|
RECENZJE Deus Ex GOTY [retro]
AUTOR Robert '(TriPax)' Piskorz
|
Na rynku mamy coraz więcej gier zachowanych w konwencji FPS czy FPP. Większość z nich jest dosyć podobna do siebie - naszym celem jest wówczas z reguły przebijanie się przez wrogów, aby dotrzeć w określone miejsca, a całość zwykle jest tak liniowa czy prosta jak nitka makaronu do spaghetti. Na szczęście jak wiemy zdarzają się wyjątki od reguły. Na palcach jednej ręki można policzyć tytuły gier FPS, które zapadły graczom w pamięci. Na głównej pozycji w dalszym ciągu plasuje się Deus Ex, co jest osiągnięciem niebywałym choćby dlatego, że gra wyszła już jakieś 6 lat temu, bo 23 czerwca 2000 roku.
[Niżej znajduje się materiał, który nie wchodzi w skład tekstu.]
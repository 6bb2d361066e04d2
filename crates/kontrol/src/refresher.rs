//! Background re-persistence of a live registration.
//!
//! Heartbeats only touch memory. The refresher is what keeps the durable
//! record alive, re-writing it every `update_interval` until its lease is
//! torn down. Storage write cadence is therefore bounded by the update
//! interval no matter how often kites heartbeat.
use std::sync::Arc;
use std::time::Duration;

use tokio::task::JoinHandle;
use tokio::time::{Instant, MissedTickBehavior};
use tokio_util::sync::CancellationToken;

use crate::storage::Storage;
use crate::types::{KiteId, RegisterValue};

/// Handle to a running refresher task.
#[derive(Debug)]
pub struct Refresher {
    cancel: CancellationToken,
    handle: JoinHandle<()>,
}

impl Refresher {
    /// Start refreshing `kite` every `interval`. The first write happens one
    /// interval from now; registration has just written the record.
    pub fn spawn(
        storage: Arc<dyn Storage>,
        kite: KiteId,
        value: RegisterValue,
        interval: Duration,
    ) -> Self {
        let cancel = CancellationToken::new();
        let stopped = cancel.clone();

        let handle = tokio::spawn(async move {
            let mut ticker = tokio::time::interval_at(Instant::now() + interval, interval);
            ticker.set_missed_tick_behavior(MissedTickBehavior::Delay);

            loop {
                tokio::select! {
                    biased;
                    _ = stopped.cancelled() => break,
                    _ = ticker.tick() => {}
                }
                // Stop may land between the tick and the write.
                if stopped.is_cancelled() {
                    break;
                }

                tracing::debug!("kite is active, updating the value {kite}");
                if let Err(e) = storage.update(&kite, &value).await {
                    tracing::error!("storage update '{kite}' error: {e}");
                }
            }
            tracing::debug!("refresher stopped for {kite}");
        });

        Self { cancel, handle }
    }

    /// Stop the task. No write is issued after this returns; an in-flight
    /// write is abandoned.
    pub fn stop(self) {
        self.cancel.cancel();
        self.handle.abort();
    }

    pub fn is_stopped(&self) -> bool {
        self.cancel.is_cancelled() || self.handle.is_finished()
    }
}
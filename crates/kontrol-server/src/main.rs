mod auth;
mod config;
mod http;
mod keys;

use std::net::SocketAddr;
use std::path::PathBuf;
use std::sync::Arc;

use anyhow::Context;
use clap::{Parser, Subcommand};
use kontrol::{Kontrol, MachineAuthenticator, MemoryStorage};

use config::ServerConfig;

#[derive(Parser)]
#[command(name = "kontrol", about = "Kite registry with leases and discovery tokens")]
struct Cli {
    /// TOML config file. Defaults apply when omitted.
    #[arg(short, long)]
    config: Option<PathBuf>,

    /// Override the listen address.
    #[arg(long)]
    listen: Option<SocketAddr>,

    /// Override the signing key file.
    #[arg(long)]
    key_file: Option<PathBuf>,

    /// Log filter used when RUST_LOG is unset.
    #[arg(long, default_value = "info")]
    log_level: String,

    #[command(subcommand)]
    command: Option<Command>,
}

#[derive(Subcommand)]
enum Command {
    /// Run the registry (default).
    Serve,

    /// Print a kite key for USERNAME signed with the key file.
    KiteKey {
        username: String,
    },
}

#[tokio::main]
async fn main() -> anyhow::Result<()> {
    let cli = Cli::parse();

    tracing_subscriber::fmt()
        .with_env_filter(
            tracing_subscriber::EnvFilter::try_from_default_env()
                .unwrap_or_else(|_| tracing_subscriber::EnvFilter::new(&cli.log_level)),
        )
        .with_writer(std::io::stderr)
        .init();

    let mut config = match &cli.config {
        Some(path) => ServerConfig::load(path)?,
        None => ServerConfig::default(),
    };
    if let Some(listen) = cli.listen {
        config.listen = listen;
    }
    if let Some(key_file) = cli.key_file {
        config.key_file = Some(key_file);
    }

    let command = cli.command.unwrap_or(Command::Serve);
    require_key_file(&command, &config)?;

    let signer = keys::load_or_generate(config.key_file.as_deref())
        .context("loading signing key")?;
    let storage = Arc::new(MemoryStorage::new(config.kontrol.record_ttl));
    let machine_auth: Arc<dyn MachineAuthenticator> = match &config.machine_secret {
        Some(secret) => Arc::new(auth::SharedSecret::new(secret.clone())),
        None => Arc::new(auth::Closed),
    };
    let kontrol = Arc::new(
        Kontrol::new(config.kontrol.clone(), storage.clone(), Arc::new(signer))?
            .with_machine_authenticator(machine_auth),
    );

    match command {
        Command::KiteKey { username } => {
            println!("{}", kontrol.issue_kite_key(&username)?);
            Ok(())
        }
        Command::Serve => serve(config, kontrol, storage).await,
    }
}

/// Kite keys printed by `kite-key` must verify in a later `serve`, so the
/// signer has to come from a file.
fn require_key_file(command: &Command, config: &ServerConfig) -> anyhow::Result<()> {
    if matches!(command, Command::KiteKey { .. }) && config.key_file.is_none() {
        anyhow::bail!("kite-key requires a key file (--key-file or key_file in the config)");
    }
    Ok(())
}

async fn serve(
    config: ServerConfig,
    kontrol: Arc<Kontrol>,
    storage: Arc<MemoryStorage>,
) -> anyhow::Result<()> {
    let listener = tokio::net::TcpListener::bind(config.listen)
        .await
        .with_context(|| format!("binding {}", config.listen))?;
    tracing::info!(
        "kontrol listening on {} (heartbeat {:?}, lease {:?}, record ttl {:?})",
        config.listen,
        config.kontrol.heartbeat_interval,
        config.kontrol.lease_duration(),
        config.kontrol.record_ttl,
    );
    if config.machine_secret.is_none() {
        tracing::info!("no machine_secret configured, POST /machine is closed");
    }

    let purge = tokio::spawn(async move {
        let mut ticker = tokio::time::interval(storage.ttl());
        loop {
            ticker.tick().await;
            let purged = storage.purge_expired();
            if purged > 0 {
                tracing::debug!("purged {purged} expired records");
            }
        }
    });

    http::serve(listener, Arc::clone(&kontrol), async {
        if let Err(e) = tokio::signal::ctrl_c().await {
            tracing::error!("cannot listen for ctrl-c: {e}");
            std::future::pending::<()>().await;
        }
        tracing::info!("shutting down");
    })
    .await;

    purge.abort();
    kontrol.close();
    Ok(())
}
Gra została wydana przez Eidos i już samo demo zwiastowało jej sukces. Mieliśmy tam doczynienia z całą pierwszą mapą oraz treningiem, co może nie było by niczym szczególnym, gdyby nie fakt, że przejście całości początkującemu graczowi zajmowało nawet parę godzin. Żeby było jeszcze ciekawiej demo doczekało się rozszerzenia o drugą misję z gry, a savy działały później również w pełnej wersji.
Deus Ex GOTY
Całość fabuły jest dość złożoną. Ba, jest ona na tyle zagmatwana, że czasem nawet gracz nie wie do końca, kto jest dobry, a kto zły i czy oby na pewno sam stoi po dobrej stronie barykady. Akcja toczy się w roku 2052. Świat przepełniony jest korupcją, terroryzmem i wszechobecną biedą. Dodatkowo panuje w nim zaraza zwana "szarą śmiercią". Gracz wciela się w postać JC Dentona - agenta służącego dla UNATCO (United Nations Anti-Terrorist Coalition) i ma na celu zwalczanie terroryzmu na świecie (NSF). Co ciekawe całość świata gry nie obraca się jedynie wokół naszego bohatera. Większość z postaci, czy to pierwszo, czy drugoplanowych ma swoje własne życie czy osobowość. Z każdą z nich możemy choćby wymienić jedno zdanie, a czasem wdać się w głębszą konwersację. Mamy także możliwość czytania gazet czy książek, jakie znajdziemy na swojej drodze oraz informacji w terminalach czy nawet cudze maile. Zdarza się niejednokrotnie usłyszeć konwersacje pomiędzy napotkanymi ludźmi - czasem na temat bezpośrednio związany z fabułą, a czasem po prostu są to luźne rozmówki znajomych.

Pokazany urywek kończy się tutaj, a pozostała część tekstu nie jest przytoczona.